Anyway, Nick's propelled back to the present, only this time Julie is still alive, and they're living together. However, Nick's co-worker Trevor gets himself fired due to budget cuts, and Nick makes the mistake of backing him up, getting himself fired too. Well, simple solution, just find a photo of the office Christmas party and time-travel back to it, and take control of the deal that Dave was about to make, and take credit for it. Easy peasy, what could POSSIBLY go wrong when you mess with your own timeline?  Well, everything, really. 

Back to the present, and Nick's moved up to the corner office and is now a VP at the company, however Julie is nowhere to be found, and he's apparently having a long-term affair with the boss's wife. Hey, nice work if you can get it, I suppose. The new Nick might have broken up with Julie, but the old Nick is still in love with her, and just recently brought her back to life. But she's now a successful photographer with her own studio, working the fashion shows, and she's got a new boyfriend who apparently knows how to listen to her when she talks about her needs and feelings, and Nick just didn't. 

Well, it doesn't really matter because Trevor's still bad news in the new reality, he took on an investor who's tired of waiting to see some return on his money, Nick offers the investor a personal check from his own account, but this just illogically leads to the investor killing Trevor for some reason. One of the investor's goons shoots at Nick but hits Julie instead, so it's back to the old drawing board, I guess. 
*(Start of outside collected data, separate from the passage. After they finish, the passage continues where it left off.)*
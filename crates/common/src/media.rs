//! Media tiers and sector-rounded size accounting.
//!
//! Optical media allocate in fixed-size sectors, so the space a file occupies
//! on the medium is its byte size rounded up to the next sector boundary.
//! The capacity check before a commit sums these rounded sizes, never the raw
//! byte sizes.

use std::fmt;
use std::fs;
use std::io;
use std::path::PathBuf;
use std::str::FromStr;

use crate::error::{Categorized, ErrorKind};

/// Sector size of the CD/DVD/Blu-ray media class, in bytes.
pub const SECTOR_SIZE: u64 = 2048;

/// Usable capacity of a CD, in bytes.
pub const CD_CAPACITY: u64 = 700_000_000;
/// Usable capacity of a single-layer DVD, in bytes.
pub const DVD_CAPACITY: u64 = 4_700_000_000;
/// Usable capacity of a single-layer Blu-ray disc, in bytes.
pub const BLU_RAY_CAPACITY: u64 = 25_000_000_000;

/// Capacity tier of the target medium, fixed when an archive set is prepared.
#[derive(Debug, Clone, Copy, PartialEq, Eq)]
pub enum MediaTier {
    /// CD class.
    Small,
    /// DVD class.
    Medium,
    /// Blu-ray class.
    Large,
}

impl MediaTier {
    /// The capacity budget this tier grants an archive set.
    pub fn capacity_bytes(self) -> u64 {
        match self {
            MediaTier::Small => CD_CAPACITY,
            MediaTier::Medium => DVD_CAPACITY,
            MediaTier::Large => BLU_RAY_CAPACITY,
        }
    }
}

impl fmt::Display for MediaTier {
    fn fmt(&self, f: &mut fmt::Formatter<'_>) -> fmt::Result {
        match self {
            MediaTier::Small => write!(f, "small"),
            MediaTier::Medium => write!(f, "medium"),
            MediaTier::Large => write!(f, "large"),
        }
    }
}

#[derive(Debug, thiserror::Error)]
#[error("unknown media tier {0:?} (expected small, medium, or large)")]
pub struct ParseTierError(String);

impl Categorized for ParseTierError {
    fn kind(&self) -> ErrorKind {
        ErrorKind::Validation
    }
}

impl FromStr for MediaTier {
    type Err = ParseTierError;

    /// Accepts the tier names plus the media-class aliases `cd`, `dvd`, `bd`.
    fn from_str(s: &str) -> Result<Self, Self::Err> {
        match s.to_ascii_lowercase().as_str() {
            "small" | "cd" => Ok(MediaTier::Small),
            "medium" | "dvd" => Ok(MediaTier::Medium),
            "large" | "bd" => Ok(MediaTier::Large),
            other => Err(ParseTierError(other.to_string())),
        }
    }
}

#[derive(Debug, thiserror::Error)]
pub enum SizeError {
    /// A staged path no longer resolves to anything. This aborts whatever
    /// needed the total, since a missing entry makes the capacity figure
    /// meaningless.
    #[error("staged file no longer exists: {}", .path.display())]
    Vanished {
        path: PathBuf,
        source: io::Error,
    },
    #[error("could not stat {}: {source}", .path.display())]
    Stat {
        path: PathBuf,
        source: io::Error,
    },
}

impl Categorized for SizeError {
    fn kind(&self) -> ErrorKind {
        match self {
            SizeError::Vanished { .. } => ErrorKind::Capacity,
            SizeError::Stat { .. } => ErrorKind::Filesystem,
        }
    }
}

/// Size a file of `len` bytes occupies on the medium, rounded up to a whole
/// number of sectors. Zero stays zero.
pub fn size_on_medium(len: u64) -> u64 {
    len.div_ceil(SECTOR_SIZE) * SECTOR_SIZE
}

/// Total on-medium size of the given files.
///
/// Every path is stat'ed fresh; a path that vanished since it was staged is
/// an error, never silently skipped.
pub fn staged_size(paths: &[PathBuf]) -> Result<u64, SizeError> {
    let mut total = 0u64;
    for path in paths {
        let metadata = fs::metadata(path).map_err(|source| {
            if source.kind() == io::ErrorKind::NotFound {
                SizeError::Vanished {
                    path: path.clone(),
                    source,
                }
            } else {
                SizeError::Stat {
                    path: path.clone(),
                    source,
                }
            }
        })?;
        total += size_on_medium(metadata.len());
    }
    Ok(total)
}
Nick's got one last jump in him, so he travels back to that camping trip, and this time he breaks up with Julie, for her own good, since he figured he brought so much trouble into her life in the long run, when he succeeded at business but couldn't make the relationship work. I know, I know, the logic breaks down here, but being a good boyfriend is HARD, guys, Nick just wants to take the easy way out, and since Julie's going to end up in NYC with her own studio, breaking up with her is just going to put her on that career path sooner, so this makes perfect sense. JK, it makes no sense at all. 
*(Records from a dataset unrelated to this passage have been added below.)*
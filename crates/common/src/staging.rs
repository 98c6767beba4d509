//! The persisted staging record.
//!
//! An archive set in progress is a plain text file: the first line is the
//! capacity budget as a decimal integer, every following line one absolute
//! file path, newline-terminated. The record's existence *is* the lifecycle
//! state: a user is either staging (record present) or idle (record absent).
//!
//! Paths containing embedded newlines are unsupported and corrupt the record.
//!
//! Every read goes back to the file; there is no in-memory total that could
//! drift from the record if it is edited out-of-band.

use std::collections::HashSet;
use std::env;
use std::fs::{self, OpenOptions};
use std::io::{self, Write};
use std::path::{Path, PathBuf};

use crate::error::{Categorized, ErrorKind};

/// File name the record is retired under inside a committed archive
/// directory.
pub const MANIFEST_FILE_NAME: &str = "manifest";

/// Handle to the staging record at a fixed location.
///
/// The handle itself holds no staged state; each operation reads or writes
/// the persisted record.
#[derive(Debug, Clone)]
pub struct StagingList {
    path: PathBuf,
}

/// The staged archive set as read from the record: the budget fixed at
/// `prepare` time and the deduplicated entries in first-appended order.
#[derive(Debug, Clone, PartialEq, Eq)]
pub struct StagedSet {
    pub budget: u64,
    pub entries: Vec<PathBuf>,
}

/// What an append actually did: how many entries were new and how many were
/// discarded as duplicates of already-staged paths.
#[derive(Debug, Clone, Copy, PartialEq, Eq)]
pub struct AppendOutcome {
    pub appended: usize,
    pub duplicates: usize,
}

#[derive(Debug, thiserror::Error)]
pub enum StagingError {
    #[error("a staging session is already open - add to it, create it, or discard it first")]
    AlreadyStaging,

    #[error("no staging session is open - run prepare first")]
    NoActiveSession,

    #[error("not a regular file: {}", .0.display())]
    NotAFile(PathBuf),

    #[error("staging record is corrupt: {0}")]
    CorruptRecord(String),

    #[error("I/O error: {0}")]
    Io(#[from] io::Error),
}

impl Categorized for StagingError {
    fn kind(&self) -> ErrorKind {
        match self {
            StagingError::AlreadyStaging | StagingError::NoActiveSession => ErrorKind::State,
            StagingError::NotAFile(_) => ErrorKind::Validation,
            StagingError::CorruptRecord(_) | StagingError::Io(_) => ErrorKind::Filesystem,
        }
    }
}

impl StagingList {
    pub fn new(path: PathBuf) -> Self {
        Self { path }
    }

    pub fn path(&self) -> &Path {
        &self.path
    }

    /// Whether a staging session is open.
    pub fn exists(&self) -> bool {
        self.path.is_file()
    }

    /// Open a new staging session with the given capacity budget.
    pub fn initialize(&self, budget: u64) -> Result<(), StagingError> {
        if self.exists() {
            return Err(StagingError::AlreadyStaging);
        }
        fs::write(&self.path, format!("{}\n", budget))?;
        tracing::debug!(record = %self.path.display(), budget, "opened staging session");
        Ok(())
    }

    /// Stage the given paths, normalized to absolute form.
    ///
    /// Every path must resolve to a regular file at append time. Paths
    /// already staged (or repeated within `paths`) are discarded and counted
    /// in the returned outcome.
    pub fn append(&self, paths: &[PathBuf]) -> Result<AppendOutcome, StagingError> {
        if !self.exists() {
            return Err(StagingError::NoActiveSession);
        }

        let mut normalized = Vec::with_capacity(paths.len());
        for path in paths {
            let absolute = absolutize(path)?;
            if !absolute.is_file() {
                return Err(StagingError::NotAFile(absolute));
            }
            normalized.push(absolute);
        }

        let staged = self.entries()?;
        let mut seen: HashSet<PathBuf> = staged.entries.into_iter().collect();

        let mut fresh = Vec::new();
        let mut duplicates = 0;
        for path in normalized {
            if seen.contains(&path) {
                duplicates += 1;
            } else {
                seen.insert(path.clone());
                fresh.push(path);
            }
        }

        let mut record = OpenOptions::new().append(true).open(&self.path)?;
        for path in &fresh {
            writeln!(record, "{}", path.display())?;
        }
        tracing::debug!(
            record = %self.path.display(),
            appended = fresh.len(),
            duplicates,
            "staged entries"
        );

        Ok(AppendOutcome {
            appended: fresh.len(),
            duplicates,
        })
    }

    /// Read the staged set back from the record.
    ///
    /// Entries are deduplicated in first-appended order, so a record touched
    /// out-of-band still yields a well-formed set.
    pub fn entries(&self) -> Result<StagedSet, StagingError> {
        let contents = match fs::read_to_string(&self.path) {
            Ok(contents) => contents,
            Err(e) if e.kind() == io::ErrorKind::NotFound => {
                return Err(StagingError::NoActiveSession)
            }
            Err(e) => return Err(StagingError::Io(e)),
        };

        let mut lines = contents.lines();
        let budget_line = lines
            .next()
            .ok_or_else(|| StagingError::CorruptRecord("missing budget line".to_string()))?;
        let budget = budget_line.parse::<u64>().map_err(|_| {
            StagingError::CorruptRecord(format!("budget line is not an integer: {:?}", budget_line))
        })?;

        let mut seen = HashSet::new();
        let mut entries = Vec::new();
        for line in lines {
            if line.is_empty() {
                continue;
            }
            let path = PathBuf::from(line);
            if seen.insert(path.clone()) {
                entries.push(path);
            }
        }

        Ok(StagedSet { budget, entries })
    }

    /// Close the session without touching any staged file.
    pub fn discard(&self) -> Result<(), StagingError> {
        if !self.exists() {
            return Err(StagingError::NoActiveSession);
        }
        fs::remove_file(&self.path)?;
        tracing::debug!(record = %self.path.display(), "discarded staging session");
        Ok(())
    }

    /// Retire the record into a committed archive directory as its manifest.
    ///
    /// Called by the commit engine once every staged file has been moved and
    /// linked; this is what transitions the lifecycle back to idle.
    pub fn retire_into(&self, archive_dir: &Path) -> Result<(), StagingError> {
        let manifest = archive_dir.join(MANIFEST_FILE_NAME);
        fs::rename(&self.path, &manifest)?;
        tracing::debug!(manifest = %manifest.display(), "retired staging record");
        Ok(())
    }
}

/// Normalize a path to absolute form against the current working directory.
fn absolutize(path: &Path) -> Result<PathBuf, StagingError> {
    if path.is_absolute() {
        Ok(path.to_path_buf())
    } else {
        Ok(env::current_dir()?.join(path))
    }
}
Julie speeds away from the camping trip by car, and only then does Nick remember about the tire failure and the tractor-trailer truck. So naturally he drives after her and puts himself in harm's way to try to save her. But, NITPICK POINT, telling her to pull over isn't going to change the tire to one that isn't about to explode, and all it does is put him in the wrong lane, with traffic headed right for him. Sure, Nick, drive the car off the cliff, that should fix everything.
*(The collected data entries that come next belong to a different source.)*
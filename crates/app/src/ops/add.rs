use std::path::PathBuf;

use clap::Args;

use common::error::{Categorized, ErrorKind};
use common::media;

#[derive(Args, Debug, Clone)]
pub struct Add {
    /// Files to stage for archiving
    #[arg(required = true)]
    pub files: Vec<PathBuf>,
}

#[derive(Debug, thiserror::Error)]
pub enum AddError {
    #[error(transparent)]
    State(#[from] crate::state::StateError),
    #[error(transparent)]
    Staging(#[from] common::staging::StagingError),
    #[error(transparent)]
    Size(#[from] common::media::SizeError),
}

impl Categorized for AddError {
    fn kind(&self) -> ErrorKind {
        match self {
            AddError::State(e) => e.kind(),
            AddError::Staging(e) => e.kind(),
            AddError::Size(e) => e.kind(),
        }
    }
}

impl crate::op::Op for Add {
    type Error = AddError;
    type Output = String;

    fn execute(&self, ctx: &crate::op::OpContext) -> Result<Self::Output, Self::Error> {
        let state = ctx.state()?;
        let staging = state.staging();

        let outcome = staging.append(&self.files)?;

        // Usage is recomputed from the persisted record, not tracked
        // incrementally.
        let staged = staging.entries()?;
        let used = media::staged_size(&staged.entries)?;

        let mut output = format!("added {} file(s)", outcome.appended);
        if outcome.duplicates > 0 {
            output.push_str(&format!(
                ", discarded {} duplicate entr{}",
                outcome.duplicates,
                if outcome.duplicates == 1 { "y" } else { "ies" }
            ));
        }
        output.push_str(&format!(
            "\narchive set uses {} of {} bytes",
            used, staged.budget
        ));

        Ok(output)
    }
}
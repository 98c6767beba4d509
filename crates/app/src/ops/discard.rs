use clap::Args;

use common::error::{Categorized, ErrorKind};

/// Drop the staged archive set without touching any staged file.
#[derive(Args, Debug, Clone)]
pub struct Discard {}

#[derive(Debug, thiserror::Error)]
pub enum DiscardError {
    #[error(transparent)]
    State(#[from] crate::state::StateError),
    #[error(transparent)]
    Staging(#[from] common::staging::StagingError),
}

impl Categorized for DiscardError {
    fn kind(&self) -> ErrorKind {
        match self {
            DiscardError::State(e) => e.kind(),
            DiscardError::Staging(e) => e.kind(),
        }
    }
}

impl crate::op::Op for Discard {
    type Error = DiscardError;
    type Output = String;

    fn execute(&self, ctx: &crate::op::OpContext) -> Result<Self::Output, Self::Error> {
        let state = ctx.state()?;
        state.staging().discard()?;

        Ok("discarded the staged archive set - no files were changed".to_string())
    }
}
The solution was simple, and it's kind of shocking that Nick just couldn't see it - jump back to that camping weekend, and instead of breaking up with Julie, just DON'T ANSWER the phone when his office calls, just stay at the campground with her and try to have a good time, then just tell your co-workers you were in the mountains and didn't get good cell service. Who cares if Dave gets the promotion? Let him have it, you can always blackmail him later and take his job. Nick was just a bad boyfriend all around, and very misguided if he thought that breaking up with Julie, or sacrificing his own life would make her life better. Why not stay with her and learn to be a better life partner? Or is that too basic? 

By the way, there is a "Butterfly Effect 3", but as you might imagine, there are no actors that are shared by this film and that one - so I should be able to link to it some time around 2042 or so. 2045 at the very latest. 

Directed by John R. Leonetti (assistant director of "Fever Pitch")

Also starring Eric Lively, Erica Durance (last seen in "Tim and Eric's Billion Dollar Movie"), Dustin Milligan (last seen in "The People We Hate at the Wedding"), Gina Holden (last seen in "Code Name: The Cleaner"), David James Lewis (last seen in "How It Ends"), Andrew Airlie (last seen in "The Company You Keep"), Susan Hogan (ditto), JR Bourne (last seen in "Girls Trip")  Lindsay Maxwell (Last seen in "Good Luck Chuck"), Zoran Vukelic, Jerry Wasserman (last seen in "Black Christmas"), John Mann (last seen in "The Chronicles of Riddick"), Tom Bulmer (last seen in "The Big Year"), Veena Sood (last seen in "Connie and Carla"), Brad Kelly (last seen in "Shooter"), Caeli MacAulay, Malcolm Stewart (last seen in "Miracle").            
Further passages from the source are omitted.